So one of the interesting elements of having written up the initial column
on the newest City of Heroes
change is that I didn't have time to really see what the community reaction would be. I knew that I was excited about City of Heroes Freedom
, and I knew that there was a lot to hope for, but the only guess I could make was that people would crow about the game's impending demise rather than focusing on the many positives coming from the switch to a hybrid model.
It's been two weeks now, and while I won't claim to have my finger on the pulse of the community (who the heck is Leonardo Leonardo?), I do think I've gotten a general idea of the biggest complaints about the upcoming change. Some of them are entirely accurate -- yes, you will have free players on your server, and yes, that will include the already-burgeoning Virtue. But other complaints are a bit inaccurate or stem from misunderstandings, so today I want to talk about the nine points that seem most frequently misunderstood about Freedom
1. I'm going to lose out as a subscriber because the game will expect me to buy stuff piecemeal.
Except that a lot of the stuff that other people have to pay for, you'll be getting for free. And I'm not just talking about the 400 free points or the fact that you get automatic access to Going Rogue
-- from what I understand, a lot of otherwise locked features such as Temporal Manipulation will be free to subscribers. (I think the new costume sets debuting on the store with Issue 21
are also in that camp, but I might have misunderstood.) In other words, subscribing not only gets you free points to spend but also gives you a large chunk of what is in the store without asking for another cent out of you.
That's not including those free points every month, which drop your subscription down to $10 a month for all practical purposes. All told, if you're currently a subscriber, you're going to be getting a lot more on a regular basis than you would be right now. Yes, a lot of the costume sets are now being split up, but that means that you can buy the parts of a set you want rather than buying the whole thing for a flat price. And if you look at the current rate of booster pack releases... yeah, it's not going to be hard saving up the points to buy those for free just as a side-effect of subscribing.
2. There's no longer any reason to subscribe.
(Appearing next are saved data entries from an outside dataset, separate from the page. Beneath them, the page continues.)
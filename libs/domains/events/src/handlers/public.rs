use axum::{Json, Router, extract::State, routing::get};
use axum_helpers::{
    ClientIp, PageParams, ValidPath, ValidatedQuery,
    errors::responses::{BadRequestResponse, InternalServerErrorResponse, NotFoundResponse},
};
use std::sync::Arc;
use utoipa::OpenApi;

use super::PUBLIC_TAG;
use crate::comment_service::CommentService;
use crate::compilation_service::CompilationService;
use crate::error::EventResult;
use crate::models::{
    CommentDto, CompilationDto, CompilationQuery, EventFull, EventShort, PublicEventQuery,
};
use crate::service::EventService;

#[derive(OpenApi)]
#[openapi(
    paths(list_events, get_event, list_comments, list_compilations, get_compilation),
    components(
        schemas(EventShort, EventFull, CommentDto, CompilationDto),
        responses(NotFoundResponse, BadRequestResponse, InternalServerErrorResponse)
    ),
    tags((name = PUBLIC_TAG, description = "Published events, their comments and compilations"))
)]
pub struct PublicApiDoc;

/// Routes for `/events`
pub fn public_events_router(events: EventService, comments: CommentService) -> Router {
    let events = Router::new()
        .route("/", get(list_events))
        .route("/{event_id}", get(get_event))
        .with_state(Arc::new(events));

    let comments = Router::new()
        .route("/{event_id}/comments", get(list_comments))
        .with_state(Arc::new(comments));

    events.merge(comments)
}

/// Routes for `/compilations`
pub fn public_compilations_router(service: CompilationService) -> Router {
    Router::new()
        .route("/", get(list_compilations))
        .route("/{comp_id}", get(get_compilation))
        .with_state(Arc::new(service))
}

/// Search published events
#[utoipa::path(
    get,
    path = "/events",
    tag = PUBLIC_TAG,
    params(PublicEventQuery, PageParams),
    responses(
        (status = 200, description = "Matching published events", body = Vec<EventShort>),
        (status = 400, response = BadRequestResponse),
        (status = 500, response = InternalServerErrorResponse)
    )
)]
async fn list_events(
    State(service): State<Arc<EventService>>,
    ClientIp(ip): ClientIp,
    ValidatedQuery(query): ValidatedQuery<PublicEventQuery>,
    ValidatedQuery(page): ValidatedQuery<PageParams>,
) -> EventResult<Json<Vec<EventShort>>> {
    let events = service.get_public_events(query, page, &ip).await?;
    Ok(Json(events))
}

/// A published event
#[utoipa::path(
    get,
    path = "/events/{event_id}",
    tag = PUBLIC_TAG,
    params(("event_id" = i64, Path, description = "Event ID")),
    responses(
        (status = 200, description = "Event found", body = EventFull),
        (status = 404, response = NotFoundResponse),
        (status = 500, response = InternalServerErrorResponse)
    )
)]
async fn get_event(
    State(service): State<Arc<EventService>>,
    ClientIp(ip): ClientIp,
    ValidPath(event_id): ValidPath<i64>,
) -> EventResult<Json<EventFull>> {
    let event = service.get_public_event(event_id, &ip).await?;
    Ok(Json(event))
}

/// Published comments, newest first
#[utoipa::path(
    get,
    path = "/events/{event_id}/comments",
    tag = PUBLIC_TAG,
    params(("event_id" = i64, Path, description = "Event ID"), PageParams),
    responses(
        (status = 200, description = "Comments", body = Vec<CommentDto>),
        (status = 500, response = InternalServerErrorResponse)
    )
)]
async fn list_comments(
    State(service): State<Arc<CommentService>>,
    ValidPath(event_id): ValidPath<i64>,
    ValidatedQuery(page): ValidatedQuery<PageParams>,
) -> EventResult<Json<Vec<CommentDto>>> {
    let comments = service.published_comments(event_id, page).await?;
    Ok(Json(comments))
}

/// Compilations, optionally only pinned ones
#[utoipa::path(
    get,
    path = "/compilations",
    tag = PUBLIC_TAG,
    params(CompilationQuery, PageParams),
    responses(
        (status = 200, description = "Compilations ordered by id", body = Vec<CompilationDto>),
        (status = 500, response = InternalServerErrorResponse)
    )
)]
async fn list_compilations(
    State(service): State<Arc<CompilationService>>,
    ValidatedQuery(query): ValidatedQuery<CompilationQuery>,
    ValidatedQuery(page): ValidatedQuery<PageParams>,
) -> EventResult<Json<Vec<CompilationDto>>> {
    let compilations = service.list(query, page).await?;
    Ok(Json(compilations))
}

/// A compilation
#[utoipa::path(
    get,
    path = "/compilations/{comp_id}",
    tag = PUBLIC_TAG,
    params(("comp_id" = i64, Path, description = "Compilation ID")),
    responses(
        (status = 200, description = "Compilation found", body = CompilationDto),
        (status = 404, response = NotFoundResponse),
        (status = 500, response = InternalServerErrorResponse)
    )
)]
async fn get_compilation(
    State(service): State<Arc<CompilationService>>,
    ValidPath(comp_id): ValidPath<i64>,
) -> EventResult<Json<CompilationDto>> {
    let compilation = service.get(comp_id).await?;
    Ok(Json(compilation))
}
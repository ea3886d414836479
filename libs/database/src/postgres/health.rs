use sea_orm::{ConnectionTrait, DatabaseBackend, DatabaseConnection, Statement};
use tracing::debug;

use crate::common::DatabaseError;

/// `SELECT 1` round trip, used by readiness probes.
pub async fn check_health(db: &DatabaseConnection) -> Result<(), DatabaseError> {
    let stmt = Statement::from_string(DatabaseBackend::Postgres, "SELECT 1".to_owned());
    db.query_one_raw(stmt)
        .await
        .map_err(|e| DatabaseError::HealthCheckFailed(e.to_string()))?;

    debug!("PostgreSQL health check passed");
    Ok(())
}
As the converse of the last point, this is the obvious question of why you would pay money to get something you can get for free. And yes, if you'd bought Going Rogue
and had more veteran slots than you had characters, you might be able to get away with this. Of course, you'd need to buy access to the new zone coming out with Issue 21, but that can't be that expensive, right? And you'll probably need to buy access to the Incarnate system. Oh, and any new costume parts you want. And the new powersets, and maybe some of the upcoming widgets like dual inspirations, and...
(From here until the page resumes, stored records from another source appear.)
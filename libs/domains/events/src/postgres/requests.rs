use async_trait::async_trait;
use chrono::{DateTime, Utc};
use sea_orm::sea_query::Expr;
use sea_orm::{
    ActiveModelTrait, ColumnTrait, ConnectionTrait, DbBackend, EntityTrait, FromQueryResult,
    PaginatorTrait, QueryFilter, QueryOrder, QuerySelect, Set, Statement, TransactionTrait, Value,
};
use std::collections::HashMap;

use super::{PgEventStore, placeholders};
use crate::entity::{event as event_entity, request as entity};
use crate::error::{EventError, EventResult};
use crate::models::{Event, ParticipationRequest, RequestStatus, StatusUpdateResult};
use crate::moderation;
use crate::repository::{RequestRepository, unique_in_order};

#[derive(Debug, FromQueryResult)]
struct ConfirmedRow {
    event_id: i64,
    confirmed: i64,
}

fn into_requests(models: Vec<entity::Model>) -> EventResult<Vec<ParticipationRequest>> {
    models.into_iter().map(ParticipationRequest::try_from).collect()
}

/// Load an event and hold its row lock until the transaction ends.
async fn lock_event<C: ConnectionTrait>(conn: &C, event_id: i64) -> EventResult<Event> {
    event_entity::Entity::find_by_id(event_id)
        .lock_exclusive()
        .one(conn)
        .await?
        .ok_or(EventError::event_not_found(event_id))?
        .try_into()
}

async fn confirmed_for<C: ConnectionTrait>(conn: &C, event_id: i64) -> EventResult<i64> {
    let count = entity::Entity::find()
        .filter(entity::Column::EventId.eq(event_id))
        .filter(entity::Column::Status.eq(RequestStatus::Confirmed.to_string()))
        .count(conn)
        .await?;
    Ok(count as i64)
}

/// Move still-pending `requests` to `status`; Conflict if any of them left PENDING meanwhile.
async fn set_status<C: ConnectionTrait>(
    conn: &C,
    requests: &[ParticipationRequest],
    status: RequestStatus,
) -> EventResult<()> {
    if requests.is_empty() {
        return Ok(());
    }

    let updated = entity::Entity::update_many()
        .col_expr(entity::Column::Status, Expr::value(status.to_string()))
        .filter(entity::Column::Id.is_in(requests.iter().map(|r| r.id)))
        .filter(entity::Column::Status.eq(RequestStatus::Pending.to_string()))
        .exec(conn)
        .await?;
    if updated.rows_affected != requests.len() as u64 {
        return Err(EventError::conflict("Request must have status PENDING"));
    }
    Ok(())
}

#[async_trait]
impl RequestRepository for PgEventStore {
    async fn get_by_id(&self, id: i64) -> EventResult<Option<ParticipationRequest>> {
        entity::Entity::find_by_id(id)
            .one(&self.db)
            .await?
            .map(ParticipationRequest::try_from)
            .transpose()
    }

    async fn find_by_event(&self, event_id: i64) -> EventResult<Vec<ParticipationRequest>> {
        let models = entity::Entity::find()
            .filter(entity::Column::EventId.eq(event_id))
            .order_by_asc(entity::Column::Id)
            .all(&self.db)
            .await?;
        into_requests(models)
    }

    async fn find_by_requester(&self, requester_id: i64) -> EventResult<Vec<ParticipationRequest>> {
        let models = entity::Entity::find()
            .filter(entity::Column::RequesterId.eq(requester_id))
            .order_by_asc(entity::Column::Id)
            .all(&self.db)
            .await?;
        into_requests(models)
    }

    async fn count_confirmed(&self, event_ids: &[i64]) -> EventResult<HashMap<i64, i64>> {
        if event_ids.is_empty() {
            return Ok(HashMap::new());
        }

        let sql = format!(
            "SELECT event_id, COUNT(id) AS confirmed FROM participation_requests \
             WHERE status = $1 AND event_id IN ({}) GROUP BY event_id",
            placeholders(2, event_ids.len())
        );
        let mut values: Vec<Value> = vec![RequestStatus::Confirmed.to_string().into()];
        values.extend(event_ids.iter().map(|&id| Value::from(id)));

        let rows = ConfirmedRow::find_by_statement(Statement::from_sql_and_values(
            DbBackend::Postgres,
            sql,
            values,
        ))
        .all(&self.db)
        .await?;

        Ok(rows.into_iter().map(|r| (r.event_id, r.confirmed)).collect())
    }

    async fn submit(
        &self,
        requester_id: i64,
        event_id: i64,
        now: DateTime<Utc>,
    ) -> EventResult<ParticipationRequest> {
        let txn = self.db.begin().await?;

        let event = lock_event(&txn, event_id).await?;
        let live_requests = entity::Entity::find()
            .filter(entity::Column::EventId.eq(event_id))
            .filter(entity::Column::RequesterId.eq(requester_id))
            .filter(entity::Column::Status.ne(RequestStatus::Canceled.to_string()))
            .count(&txn)
            .await?;
        let confirmed = confirmed_for(&txn, event_id).await?;
        let status = moderation::admit_request(&event, requester_id, live_requests > 0, confirmed)?;

        let draft = ParticipationRequest {
            id: 0,
            requester_id,
            event_id,
            created: now,
            status,
        };
        let model = entity::ActiveModel::from(draft).insert(&txn).await?;
        txn.commit().await?;

        tracing::info!(request_id = model.id, event_id, requester_id, status = %status, "Submitted request");
        model.try_into()
    }

    async fn cancel(&self, request_id: i64) -> EventResult<Option<ParticipationRequest>> {
        let Some(model) = entity::Entity::find_by_id(request_id).one(&self.db).await? else {
            return Ok(None);
        };

        // serializes with change_statuses on the same event
        let txn = self.db.begin().await?;
        lock_event(&txn, model.event_id).await?;

        let mut active_model: entity::ActiveModel = model.into();
        active_model.status = Set(RequestStatus::Canceled.to_string());
        let updated = active_model.update(&txn).await?;
        txn.commit().await?;

        tracing::info!(request_id, "Canceled request");
        updated.try_into().map(Some)
    }

    async fn change_statuses(
        &self,
        event_id: i64,
        request_ids: &[i64],
        target: RequestStatus,
    ) -> EventResult<StatusUpdateResult> {
        let txn = self.db.begin().await?;

        let event = lock_event(&txn, event_id).await?;
        if event.participant_limit == 0 {
            moderation::check_target(target)?;
            return Ok(StatusUpdateResult::default());
        }

        let ids = unique_in_order(request_ids);
        let found: HashMap<i64, ParticipationRequest> = into_requests(
            entity::Entity::find()
                .filter(entity::Column::Id.is_in(ids.iter().copied()))
                .all(&txn)
                .await?,
        )?
        .into_iter()
        .map(|r| (r.id, r))
        .collect();

        let mut named = Vec::with_capacity(ids.len());
        for id in ids {
            match found.get(&id) {
                Some(request) if request.event_id == event_id => named.push(request.clone()),
                _ => return Err(EventError::request_not_found(id)),
            }
        }

        let pending = into_requests(
            entity::Entity::find()
                .filter(entity::Column::EventId.eq(event_id))
                .filter(entity::Column::Status.eq(RequestStatus::Pending.to_string()))
                .order_by_asc(entity::Column::Id)
                .all(&txn)
                .await?,
        )?;
        let confirmed = confirmed_for(&txn, event_id).await?;

        let result = moderation::plan_status_change(&event, confirmed, named, pending, target)?;

        set_status(&txn, &result.confirmed_requests, RequestStatus::Confirmed).await?;
        set_status(&txn, &result.rejected_requests, RequestStatus::Rejected).await?;
        txn.commit().await?;

        tracing::info!(
            event_id,
            confirmed = result.confirmed_requests.len(),
            rejected = result.rejected_requests.len(),
            "Changed request statuses"
        );
        Ok(result)
    }
}
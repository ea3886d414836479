use axum::{
    Json, Router,
    extract::State,
    http::StatusCode,
    response::IntoResponse,
    routing::{get, patch, post},
};
use axum_helpers::{
    PageParams, ValidPath, ValidatedJson, ValidatedQuery,
    errors::responses::{
        BadRequestResponse, ConflictResponse, InternalServerErrorResponse, NotFoundResponse,
    },
};
use std::sync::Arc;
use utoipa::OpenApi;

use crate::error::CategoryResult;
use crate::models::{Category, NewCategory, UpdateCategory};
use crate::repository::CategoryRepository;
use crate::service::CategoryService;

pub const ADMIN_TAG: &str = "Admin: categories";
pub const PUBLIC_TAG: &str = "Public: categories";

#[derive(OpenApi)]
#[openapi(
    paths(create_category, update_category, delete_category),
    components(
        schemas(Category, NewCategory, UpdateCategory),
        responses(
            NotFoundResponse,
            BadRequestResponse,
            ConflictResponse,
            InternalServerErrorResponse
        )
    ),
    tags((name = ADMIN_TAG, description = "Category administration"))
)]
pub struct AdminApiDoc;

#[derive(OpenApi)]
#[openapi(
    paths(list_categories, get_category),
    components(schemas(Category), responses(NotFoundResponse, InternalServerErrorResponse)),
    tags((name = PUBLIC_TAG, description = "Category browsing"))
)]
pub struct PublicApiDoc;

/// Routes for `/admin/categories`
pub fn admin_router<R: CategoryRepository + 'static>(service: CategoryService<R>) -> Router {
    Router::new()
        .route("/", post(create_category::<R>))
        .route(
            "/{cat_id}",
            patch(update_category::<R>).delete(delete_category::<R>),
        )
        .with_state(Arc::new(service))
}

/// Routes for `/categories`
pub fn public_router<R: CategoryRepository + 'static>(service: CategoryService<R>) -> Router {
    Router::new()
        .route("/", get(list_categories::<R>))
        .route("/{cat_id}", get(get_category::<R>))
        .with_state(Arc::new(service))
}

/// Create a category
#[utoipa::path(
    post,
    path = "",
    tag = ADMIN_TAG,
    request_body = NewCategory,
    responses(
        (status = 201, description = "Category created", body = Category),
        (status = 400, response = BadRequestResponse),
        (status = 409, response = ConflictResponse),
        (status = 500, response = InternalServerErrorResponse)
    )
)]
async fn create_category<R: CategoryRepository>(
    State(service): State<Arc<CategoryService<R>>>,
    ValidatedJson(input): ValidatedJson<NewCategory>,
) -> CategoryResult<impl IntoResponse> {
    let category = service.create_category(input).await?;
    Ok((StatusCode::CREATED, Json(category)))
}

/// Rename a category
#[utoipa::path(
    patch,
    path = "/{cat_id}",
    tag = ADMIN_TAG,
    params(("cat_id" = i64, Path, description = "Category ID")),
    request_body = UpdateCategory,
    responses(
        (status = 200, description = "Category updated", body = Category),
        (status = 400, response = BadRequestResponse),
        (status = 404, response = NotFoundResponse),
        (status = 409, response = ConflictResponse),
        (status = 500, response = InternalServerErrorResponse)
    )
)]
async fn update_category<R: CategoryRepository>(
    State(service): State<Arc<CategoryService<R>>>,
    ValidPath(cat_id): ValidPath<i64>,
    ValidatedJson(input): ValidatedJson<UpdateCategory>,
) -> CategoryResult<Json<Category>> {
    let category = service.update_category(cat_id, input).await?;
    Ok(Json(category))
}

/// Delete a category without events
#[utoipa::path(
    delete,
    path = "/{cat_id}",
    tag = ADMIN_TAG,
    params(("cat_id" = i64, Path, description = "Category ID")),
    responses(
        (status = 204, description = "Category deleted"),
        (status = 404, response = NotFoundResponse),
        (status = 409, response = ConflictResponse),
        (status = 500, response = InternalServerErrorResponse)
    )
)]
async fn delete_category<R: CategoryRepository>(
    State(service): State<Arc<CategoryService<R>>>,
    ValidPath(cat_id): ValidPath<i64>,
) -> CategoryResult<StatusCode> {
    service.delete_category(cat_id).await?;
    Ok(StatusCode::NO_CONTENT)
}

/// List categories
#[utoipa::path(
    get,
    path = "",
    tag = PUBLIC_TAG,
    params(PageParams),
    responses(
        (status = 200, description = "Categories ordered by id", body = Vec<Category>),
        (status = 500, response = InternalServerErrorResponse)
    )
)]
async fn list_categories<R: CategoryRepository>(
    State(service): State<Arc<CategoryService<R>>>,
    ValidatedQuery(page): ValidatedQuery<PageParams>,
) -> CategoryResult<Json<Vec<Category>>> {
    let categories = service.list_categories(page).await?;
    Ok(Json(categories))
}

/// Get a category
#[utoipa::path(
    get,
    path = "/{cat_id}",
    tag = PUBLIC_TAG,
    params(("cat_id" = i64, Path, description = "Category ID")),
    responses(
        (status = 200, description = "Category found", body = Category),
        (status = 404, response = NotFoundResponse),
        (status = 500, response = InternalServerErrorResponse)
    )
)]
async fn get_category<R: CategoryRepository>(
    State(service): State<Arc<CategoryService<R>>>,
    ValidPath(cat_id): ValidPath<i64>,
) -> CategoryResult<Json<Category>> {
    let category = service.get_category(cat_id).await?;
    Ok(Json(category))
}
It's not that you can't go this route; it's that if you're used to playing as a subscribing player, this will result in your getting nickel-and-dimed to death. Of course, it'll happen largely because you specifically chose the route with many nickels and dimes. There is still going to be plenty of reason to pay a subscription fee if you want access to the full game, and from an economic standpoint, it makes good sense to do so.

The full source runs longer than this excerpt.